--- TASK INPUTS ---

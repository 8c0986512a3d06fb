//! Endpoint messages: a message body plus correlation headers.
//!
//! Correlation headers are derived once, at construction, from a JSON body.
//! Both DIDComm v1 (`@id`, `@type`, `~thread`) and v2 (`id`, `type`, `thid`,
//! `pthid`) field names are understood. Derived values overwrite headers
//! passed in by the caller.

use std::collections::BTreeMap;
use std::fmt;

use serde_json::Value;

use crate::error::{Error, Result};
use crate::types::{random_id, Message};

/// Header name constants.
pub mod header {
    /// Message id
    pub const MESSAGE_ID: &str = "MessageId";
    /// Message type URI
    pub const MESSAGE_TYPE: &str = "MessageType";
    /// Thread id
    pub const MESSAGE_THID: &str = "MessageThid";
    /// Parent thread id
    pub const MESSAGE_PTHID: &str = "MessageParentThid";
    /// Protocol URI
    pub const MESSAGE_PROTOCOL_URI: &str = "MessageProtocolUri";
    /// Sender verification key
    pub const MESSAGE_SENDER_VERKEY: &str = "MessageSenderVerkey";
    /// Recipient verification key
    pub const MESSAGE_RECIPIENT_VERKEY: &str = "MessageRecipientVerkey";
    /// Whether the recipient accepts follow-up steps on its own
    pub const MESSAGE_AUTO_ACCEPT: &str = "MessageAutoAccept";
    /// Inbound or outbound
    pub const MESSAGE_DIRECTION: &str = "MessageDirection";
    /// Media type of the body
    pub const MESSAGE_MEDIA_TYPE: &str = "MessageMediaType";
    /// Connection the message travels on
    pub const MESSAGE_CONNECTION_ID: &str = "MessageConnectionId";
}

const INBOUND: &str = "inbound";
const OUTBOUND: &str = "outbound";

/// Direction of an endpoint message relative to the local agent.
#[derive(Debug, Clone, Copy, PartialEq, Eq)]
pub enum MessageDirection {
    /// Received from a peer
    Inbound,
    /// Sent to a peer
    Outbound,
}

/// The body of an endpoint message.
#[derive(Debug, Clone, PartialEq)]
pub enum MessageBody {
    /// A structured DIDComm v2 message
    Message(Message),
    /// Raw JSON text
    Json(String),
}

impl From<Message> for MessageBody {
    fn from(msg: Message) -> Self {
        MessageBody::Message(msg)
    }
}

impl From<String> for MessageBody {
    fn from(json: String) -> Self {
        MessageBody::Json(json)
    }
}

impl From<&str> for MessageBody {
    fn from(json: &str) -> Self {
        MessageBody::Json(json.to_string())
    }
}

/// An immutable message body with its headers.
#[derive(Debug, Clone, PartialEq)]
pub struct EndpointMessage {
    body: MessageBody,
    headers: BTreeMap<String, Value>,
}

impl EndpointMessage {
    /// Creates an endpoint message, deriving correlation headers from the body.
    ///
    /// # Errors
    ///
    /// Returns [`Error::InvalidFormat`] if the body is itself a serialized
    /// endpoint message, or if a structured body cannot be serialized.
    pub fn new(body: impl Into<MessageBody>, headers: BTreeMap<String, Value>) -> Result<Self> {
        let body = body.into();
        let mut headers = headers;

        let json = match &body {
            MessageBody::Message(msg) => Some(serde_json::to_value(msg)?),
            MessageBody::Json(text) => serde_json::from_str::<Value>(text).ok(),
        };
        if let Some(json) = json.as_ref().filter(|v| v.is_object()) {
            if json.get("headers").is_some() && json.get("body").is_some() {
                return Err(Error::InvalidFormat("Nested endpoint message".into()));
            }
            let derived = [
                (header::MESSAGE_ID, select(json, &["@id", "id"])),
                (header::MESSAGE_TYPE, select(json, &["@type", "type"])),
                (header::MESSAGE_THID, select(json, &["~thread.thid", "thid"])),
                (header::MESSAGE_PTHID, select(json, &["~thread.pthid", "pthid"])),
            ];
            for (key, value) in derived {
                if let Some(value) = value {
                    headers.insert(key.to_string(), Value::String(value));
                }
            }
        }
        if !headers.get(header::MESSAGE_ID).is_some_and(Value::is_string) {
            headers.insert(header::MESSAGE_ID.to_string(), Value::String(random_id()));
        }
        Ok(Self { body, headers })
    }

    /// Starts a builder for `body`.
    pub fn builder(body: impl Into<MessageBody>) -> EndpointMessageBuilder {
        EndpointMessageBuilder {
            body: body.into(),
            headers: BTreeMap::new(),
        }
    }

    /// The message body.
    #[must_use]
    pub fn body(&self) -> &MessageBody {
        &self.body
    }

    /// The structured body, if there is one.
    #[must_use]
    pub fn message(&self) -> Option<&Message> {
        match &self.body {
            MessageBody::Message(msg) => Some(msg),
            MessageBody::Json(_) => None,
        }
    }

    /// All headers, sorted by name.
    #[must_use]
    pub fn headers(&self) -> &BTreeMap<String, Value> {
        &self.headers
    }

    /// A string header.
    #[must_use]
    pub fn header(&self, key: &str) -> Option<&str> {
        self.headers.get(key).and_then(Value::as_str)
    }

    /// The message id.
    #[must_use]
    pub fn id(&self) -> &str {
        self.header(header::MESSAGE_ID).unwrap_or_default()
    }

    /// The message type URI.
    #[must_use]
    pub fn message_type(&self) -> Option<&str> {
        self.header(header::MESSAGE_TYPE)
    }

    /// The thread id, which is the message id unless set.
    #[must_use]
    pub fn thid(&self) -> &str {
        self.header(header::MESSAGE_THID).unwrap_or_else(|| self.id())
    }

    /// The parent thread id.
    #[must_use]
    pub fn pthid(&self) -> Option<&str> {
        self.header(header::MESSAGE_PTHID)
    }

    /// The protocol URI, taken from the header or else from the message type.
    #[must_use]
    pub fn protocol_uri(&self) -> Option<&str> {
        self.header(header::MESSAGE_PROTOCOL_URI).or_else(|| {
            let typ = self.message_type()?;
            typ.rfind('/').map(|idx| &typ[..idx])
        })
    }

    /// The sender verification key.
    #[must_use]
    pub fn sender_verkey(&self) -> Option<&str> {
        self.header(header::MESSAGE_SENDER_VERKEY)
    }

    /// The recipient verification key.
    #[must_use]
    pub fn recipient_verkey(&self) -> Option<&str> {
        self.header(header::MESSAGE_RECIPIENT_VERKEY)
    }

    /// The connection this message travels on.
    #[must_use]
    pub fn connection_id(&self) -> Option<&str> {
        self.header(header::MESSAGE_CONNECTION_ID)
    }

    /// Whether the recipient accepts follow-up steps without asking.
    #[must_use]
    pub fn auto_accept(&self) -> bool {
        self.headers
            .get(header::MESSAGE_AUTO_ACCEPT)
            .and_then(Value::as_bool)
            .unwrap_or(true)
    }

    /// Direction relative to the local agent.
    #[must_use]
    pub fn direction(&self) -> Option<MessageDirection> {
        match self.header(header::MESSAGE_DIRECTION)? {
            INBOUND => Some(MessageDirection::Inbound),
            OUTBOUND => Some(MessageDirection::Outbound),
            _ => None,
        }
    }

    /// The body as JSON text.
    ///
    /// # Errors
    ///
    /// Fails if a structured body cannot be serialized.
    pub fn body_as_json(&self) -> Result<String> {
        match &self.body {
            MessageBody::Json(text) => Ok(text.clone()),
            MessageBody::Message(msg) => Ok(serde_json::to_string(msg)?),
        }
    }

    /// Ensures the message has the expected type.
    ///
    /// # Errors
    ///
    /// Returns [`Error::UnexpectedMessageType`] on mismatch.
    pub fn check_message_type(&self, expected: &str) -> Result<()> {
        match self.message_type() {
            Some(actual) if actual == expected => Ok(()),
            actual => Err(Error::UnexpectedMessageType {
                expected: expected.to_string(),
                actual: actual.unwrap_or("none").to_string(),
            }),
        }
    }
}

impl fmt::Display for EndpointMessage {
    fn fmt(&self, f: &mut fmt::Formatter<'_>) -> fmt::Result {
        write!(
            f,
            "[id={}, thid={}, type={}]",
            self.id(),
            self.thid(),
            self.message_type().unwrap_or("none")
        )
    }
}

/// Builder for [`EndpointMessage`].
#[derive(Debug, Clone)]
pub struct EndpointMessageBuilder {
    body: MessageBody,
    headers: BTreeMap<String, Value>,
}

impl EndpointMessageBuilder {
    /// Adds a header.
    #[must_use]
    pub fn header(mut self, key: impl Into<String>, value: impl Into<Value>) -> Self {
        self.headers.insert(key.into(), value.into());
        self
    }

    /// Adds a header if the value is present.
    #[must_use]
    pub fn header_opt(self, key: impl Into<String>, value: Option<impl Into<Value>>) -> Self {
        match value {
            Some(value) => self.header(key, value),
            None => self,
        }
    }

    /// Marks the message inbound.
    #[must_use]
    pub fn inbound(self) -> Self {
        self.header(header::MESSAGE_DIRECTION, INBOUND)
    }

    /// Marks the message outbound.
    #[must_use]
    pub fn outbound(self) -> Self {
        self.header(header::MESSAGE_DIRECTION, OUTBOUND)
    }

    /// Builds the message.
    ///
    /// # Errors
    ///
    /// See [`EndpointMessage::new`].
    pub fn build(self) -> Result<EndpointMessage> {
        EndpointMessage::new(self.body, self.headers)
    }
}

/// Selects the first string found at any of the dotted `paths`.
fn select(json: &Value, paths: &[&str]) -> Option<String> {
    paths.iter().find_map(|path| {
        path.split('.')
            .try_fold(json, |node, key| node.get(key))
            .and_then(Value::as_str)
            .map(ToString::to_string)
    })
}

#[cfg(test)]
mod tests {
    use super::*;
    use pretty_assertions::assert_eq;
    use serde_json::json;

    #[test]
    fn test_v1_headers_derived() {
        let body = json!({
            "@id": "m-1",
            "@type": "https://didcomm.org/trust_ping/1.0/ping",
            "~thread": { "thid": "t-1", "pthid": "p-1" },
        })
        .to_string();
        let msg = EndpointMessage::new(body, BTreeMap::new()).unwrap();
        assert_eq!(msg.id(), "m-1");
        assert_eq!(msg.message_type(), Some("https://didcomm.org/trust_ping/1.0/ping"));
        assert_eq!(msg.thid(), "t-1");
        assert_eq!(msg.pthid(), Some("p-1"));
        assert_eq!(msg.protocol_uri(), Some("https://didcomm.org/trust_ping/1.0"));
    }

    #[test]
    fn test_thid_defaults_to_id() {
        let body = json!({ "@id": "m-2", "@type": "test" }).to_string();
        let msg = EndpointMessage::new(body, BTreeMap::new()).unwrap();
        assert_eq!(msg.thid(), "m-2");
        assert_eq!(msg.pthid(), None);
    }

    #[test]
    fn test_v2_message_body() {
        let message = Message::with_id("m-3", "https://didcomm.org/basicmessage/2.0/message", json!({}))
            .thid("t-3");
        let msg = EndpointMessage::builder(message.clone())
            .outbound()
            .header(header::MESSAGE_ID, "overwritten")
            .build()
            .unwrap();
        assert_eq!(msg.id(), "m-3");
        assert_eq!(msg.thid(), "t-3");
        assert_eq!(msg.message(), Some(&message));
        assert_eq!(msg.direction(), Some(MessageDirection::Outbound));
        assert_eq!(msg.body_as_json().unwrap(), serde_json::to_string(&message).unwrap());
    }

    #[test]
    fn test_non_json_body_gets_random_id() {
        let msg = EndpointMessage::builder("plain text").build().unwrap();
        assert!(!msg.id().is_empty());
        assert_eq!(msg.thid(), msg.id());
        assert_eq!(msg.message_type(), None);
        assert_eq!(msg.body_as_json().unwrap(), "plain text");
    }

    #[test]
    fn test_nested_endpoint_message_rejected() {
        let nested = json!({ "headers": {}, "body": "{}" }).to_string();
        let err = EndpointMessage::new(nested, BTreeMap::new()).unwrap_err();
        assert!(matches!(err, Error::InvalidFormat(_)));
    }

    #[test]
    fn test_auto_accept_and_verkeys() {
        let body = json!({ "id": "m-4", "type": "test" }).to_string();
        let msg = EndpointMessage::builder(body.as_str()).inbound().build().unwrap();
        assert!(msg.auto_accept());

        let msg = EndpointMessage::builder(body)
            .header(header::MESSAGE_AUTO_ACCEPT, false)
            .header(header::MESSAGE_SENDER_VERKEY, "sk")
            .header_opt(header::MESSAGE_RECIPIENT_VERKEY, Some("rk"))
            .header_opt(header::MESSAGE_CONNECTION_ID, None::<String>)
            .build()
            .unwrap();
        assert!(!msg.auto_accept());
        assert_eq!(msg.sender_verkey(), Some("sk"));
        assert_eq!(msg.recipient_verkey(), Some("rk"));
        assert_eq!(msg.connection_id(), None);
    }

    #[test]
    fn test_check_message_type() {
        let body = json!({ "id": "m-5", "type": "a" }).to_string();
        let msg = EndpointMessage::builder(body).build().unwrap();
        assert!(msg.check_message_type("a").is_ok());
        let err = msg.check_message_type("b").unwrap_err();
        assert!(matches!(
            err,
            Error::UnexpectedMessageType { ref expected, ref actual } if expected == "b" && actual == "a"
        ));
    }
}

--- TASK DESCRIPTION ---
Read the listing line by line, and copy each line in which the word "Adds" is found.

--- RESPONSE BOX ---
    /// Adds a header.
    /// Adds a header if the value is present.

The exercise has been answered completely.